Example 1: A Commercial General Liability (CGL) policy was written through a wholesaler with pollution coverage included. After a couple of renewals, a pollution exclusion was added to the policy. While this was listed on the quote proposal, no formal notification of the reduction in coverage was provided to the agent or insured. The client subsequently had a pollution claim which was denied by the carrier.  The wholesaler had no obligation to specifically advise the agent of the added exclusion. We anticipate a six-figure payout from the agent’s E&O for this claim.

Lesson: Always check your renewals for changes to coverage.  

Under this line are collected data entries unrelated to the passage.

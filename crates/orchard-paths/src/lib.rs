//! Waypoint-constrained monotone path planning on fruit boards.
//!
//! Given a start, a destination and a set of fruit waypoints, this crate
//! finds every maximal ordering of waypoints that can be visited without ever
//! stepping away from the destination, and picks the ordering that collects
//! the rarest fruit:
//!
//! - **Geometry**: [`manhattan`], [`canonical_box`], [`nodes_in_box`]
//! - **Dominance graph**: [`RoutePlanner::construct_restricted_paths`],
//!   memoized in a [`RefinementCache`]
//! - **Enumeration**: [`RoutePlanner::possible_paths`]
//! - **Selection**: [`select_path`]
//!
//! All graph work goes through [`RoutePlanner`], which owns the refinement
//! cache for the lifetime of one game episode.

mod distance;
mod enumerate;
mod planner;
mod refine;
mod select;
mod traits;

pub use distance::{canonical_box, manhattan, nodes_in_box, nodes_in_box_all};
pub use enumerate::{extend_partial_path, extract_paths, is_monotone, unit_steps};
pub use planner::{Chain, DominanceGraph, Refinement, RefinementCache, RoutePlanner};
pub use refine::{TwoStep, refine};
pub use select::{fruit_count, select_path};
pub use traits::FruitLookup;
//! A turn-based fruit-collecting agent.
//!
//! Each turn the host answers a handful of [`Host`] queries; the [`Session`]
//! rebuilds its view of the board and returns exactly one
//! [`Action`](orchard_core::Action):
//!
//! - [`FruitStash`] groups live fruit by category and orders categories by
//!   rarity
//! - [`RouteExecutor`] commits to a waypoint chain from `orchard-paths` and
//!   walks it, replanning when the destination is gone
//! - [`Strategy`] implementations pick between the planner and a greedy
//!   baseline

mod executor;
mod host;
mod session;
mod stash;
mod strategy;

pub use executor::RouteExecutor;
pub use host::{Host, Snapshot};
pub use session::{Session, SessionConfig};
pub use stash::{FruitStash, NodeFruitMap};
pub use strategy::{GreedyStrategy, ParseStrategyError, PlannerStrategy, Strategy, StrategyKind};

Example 2: A Professional Liability Policy was placed through a wholesaler with a 1999 retro date requested. A conditional quote was provided with retro inception and prior acts excluded.  When formal terms were requested, it was again noted that a 1999 retro date was needed.  Coverage was bound and the policy was issued with retro inception and prior acts excluded. The client later filed a claim which was denied based on the prior acts exclusion. The agent contacted the wholesaler to question why the 1999 retro date was not provided. While the wholesaler did reach out to the carrier and indicated their intention was to provide coverage with the 1999 retro date, the carrier declined to amend the retro date. The carrier declination was not communicated to the agent. This claim paid $500,000 from the agent’s E&O coverage.  Efforts to pursue the wholesaler where unsuccessful.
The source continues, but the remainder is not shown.